The Sum of 2 squares analogue is more Well-known. Gauss circle problem counts essentially these numbers.
Ramanujan-Landau constant relates here too.
A simple combinatorial argument for the bisquare case gives $$\text{density} ( x^4 + y^4) =\frac12 * \text{density}(x^4) * \text{density}(y^4) = \frac12 * n^{1/4} * n^{1/4} = \frac12 * n^{1/2}$$ Or the $K$th Number of that form grows like $4 K^2$.
However I Get stuck at getting better estimates !
The $4$ above is not optimal I think and I wonder about inf and sup of the value $C$ in $C K^2$.
By analogue of the Sum of squares I tried integrals such as
$$ \int 2( t^4 + x^4)^{1/4}\,dx = t^2 * 2 * 2F_1(-\frac14,\frac14;\frac54;-1) = 2.084... t^2$$
But these values seem wrong. $2.084$ is way to small , it seems C is more like $\sqrt{27}$ or such.
How to think about this ?
I assume a lim to a value $C$ but Maybe that is wrong ; lim sup might not be lim inf ??

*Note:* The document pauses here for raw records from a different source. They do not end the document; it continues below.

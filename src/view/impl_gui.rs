use crate::image_identifier::main::ImageIdentifier;
use crate::image_source::interface::ImageSelection;
use crate::view::interface::{View, ViewModel, ViewStatus};
use eframe::egui;
use std::error::Error;
use std::sync::{Arc, Mutex, PoisonError};

const IMAGE_EXTENSIONS: [&str; 6] = ["png", "jpg", "jpeg", "gif", "webp", "bmp"];

/// Shares the latest view model with the egui window.
#[derive(Clone, Default)]
pub struct ViewGui {
    view_model: Arc<Mutex<ViewModel>>,
    context: Arc<Mutex<Option<egui::Context>>>,
}

impl ViewGui {
    pub fn new() -> Self {
        Self::default()
    }

    pub fn attach(&self, context: egui::Context) {
        *self.context.lock().unwrap_or_else(PoisonError::into_inner) = Some(context);
    }

    pub fn latest(&self) -> ViewModel {
        self.view_model
            .lock()
            .unwrap_or_else(PoisonError::into_inner)
            .clone()
    }
}

impl View for ViewGui {
    fn render(&mut self, view_model: &ViewModel) -> Result<(), Box<dyn Error + Send + Sync>> {
        *self
            .view_model
            .lock()
            .unwrap_or_else(PoisonError::into_inner) = view_model.clone();

        if let Some(context) = self
            .context
            .lock()
            .unwrap_or_else(PoisonError::into_inner)
            .as_ref()
        {
            context.request_repaint();
        }
        Ok(())
    }
}

pub struct GuiApp {
    identifier: ImageIdentifier,
    view: ViewGui,
    url_input: String,
}

impl GuiApp {
    pub fn new(identifier: ImageIdentifier, view: ViewGui) -> Self {
        Self {
            identifier,
            view,
            url_input: String::new(),
        }
    }

    fn inputs(&mut self, ui: &mut egui::Ui) {
        ui.horizontal(|ui| {
            if ui.button("Upload Image").clicked() {
                let picked = rfd::FileDialog::new()
                    .add_filter("image", &IMAGE_EXTENSIONS)
                    .pick_file();
                self.identifier
                    .select_image(ImageSelection::Files(picked.into_iter().collect()));
            }

            ui.label("OR");

            let response = ui.add(
                egui::TextEdit::singleline(&mut self.url_input).hint_text("Paste an image URL"),
            );
            if response.changed() {
                self.identifier
                    .select_image(ImageSelection::Url(self.url_input.clone()));
            }
        });
    }

    fn main_content(&mut self, ui: &mut egui::Ui, view_model: &ViewModel) {
        if let Some(image) = &view_model.image {
            ui.label(egui::RichText::new(image.as_str()).monospace());
        }

        if let Some(error) = &view_model.error {
            ui.colored_label(egui::Color32::RED, error.as_str());
        }

        for row in &view_model.results {
            ui.horizontal(|ui| {
                ui.strong(row.label.as_str());
                ui.label(format!("Confidence level : {}", row.confidence));
                if row.best_guess {
                    ui.colored_label(egui::Color32::DARK_GREEN, "Best Guess");
                }
            });
        }

        if view_model.image.is_some() {
            let label = if view_model.identifying {
                "Identifying..."
            } else {
                "Identify Image"
            };
            if ui
                .add_enabled(view_model.can_identify, egui::Button::new(label))
                .clicked()
            {
                self.url_input.clear();
                self.identifier.classify_current_image();
            }
        }
    }

    fn recent_images(&mut self, ui: &mut egui::Ui, view_model: &ViewModel) {
        if view_model.recent_images.is_empty() {
            return;
        }

        ui.separator();
        ui.heading("Recent Images");
        egui::ScrollArea::horizontal().show(ui, |ui| {
            ui.horizontal(|ui| {
                for image in &view_model.recent_images {
                    let selected = view_model.image.as_ref() == Some(image);
                    if ui.selectable_label(selected, image.as_str()).clicked() {
                        self.identifier.select_from_history(image.clone());
                    }
                }
            });
        });
    }
}

impl eframe::App for GuiApp {
    fn update(&mut self, ctx: &egui::Context, _frame: &mut eframe::Frame) {
        let view_model = self.view.latest();

        egui::CentralPanel::default().show(ctx, |ui| {
            match &view_model.status {
                ViewStatus::ModelLoading => {
                    ui.heading("Model loading ....");
                    return;
                }
                ViewStatus::ModelFailed(message) => {
                    ui.colored_label(egui::Color32::RED, message.as_str());
                    if ui.button("Retry").clicked() {
                        self.identifier.request_model_load();
                    }
                }
                ViewStatus::ModelUnloaded => {
                    if ui.button("Load Model").clicked() {
                        self.identifier.request_model_load();
                    }
                }
                ViewStatus::Ready => {}
            }

            ui.heading("Image Identification");
            self.inputs(ui);
            ui.separator();
            self.main_content(ui, &view_model);
            self.recent_images(ui, &view_model);
        });
    }
}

Indeed, this is very similar to Gauss circle problem. For any $R\gg\sqrt{2}$, the number $N(R)$ of lattice points in the region $x^4+y^4\leq R^4$ is bounded between the area enclosed by $x^4+y^4\leq (R-\sqrt{2})^4$ and the area enclosed by $x^4+y^4\leq (R+\sqrt{2})^4$.
Since by Euler's Beta function $$ 4\int_{0}^{1}(1-x^4)^{1/4}\,dx = \tfrac{1}{2\sqrt{\pi}}\,\Gamma\left(\tfrac{1}{4}\right)^2 \tag{A}$$ we have: $$ N(R) = \tfrac{1}{2\sqrt{\pi}}\,\Gamma\left(\tfrac{1}{4}\right)^2 R^2+O(R^{3/2}) \tag{B}$$ and the number of integers in $[0,N]$ which can be represented as $x^4+y^4$ for $(x,y)\in\mathbb{Z}^2$, counted according to their multiplicity, is $\tfrac{1}{2\sqrt{\pi}}\,\Gamma\left(\tfrac{1}{4}\right)^2 \sqrt{N}+O(N^{3/8}).$
If we disregard the multiplicity, there cannot be more that $(2n^{1/4})\cdot(2n^{1/4})= 4\sqrt{n}$ integer solutions of $x^4+y^4\leq n$. The exact order of magnitude should be off by a logarithmic factor raised to a very small power, by sieve methods. The smallest number expressible as the sum of two fourth powers in two different ways is $$ 635318657 = 133^4+134^4 = 158^4+59^4 $$ as found by Euler.
Interesting remark: there is a gap between the count according to the multiplicity and the count disregarding the multiplicity. In particular, this shows that the function counting the number of representations as a sum of two fourth powers is unbounded. Of course, the same holds in the cubic case and proves the existence of taxicab numbers (and their quartic analogues) like $1729=12^3+1^2=10^3+9^3$. The existence of quintic taxicab numbers is unsolved.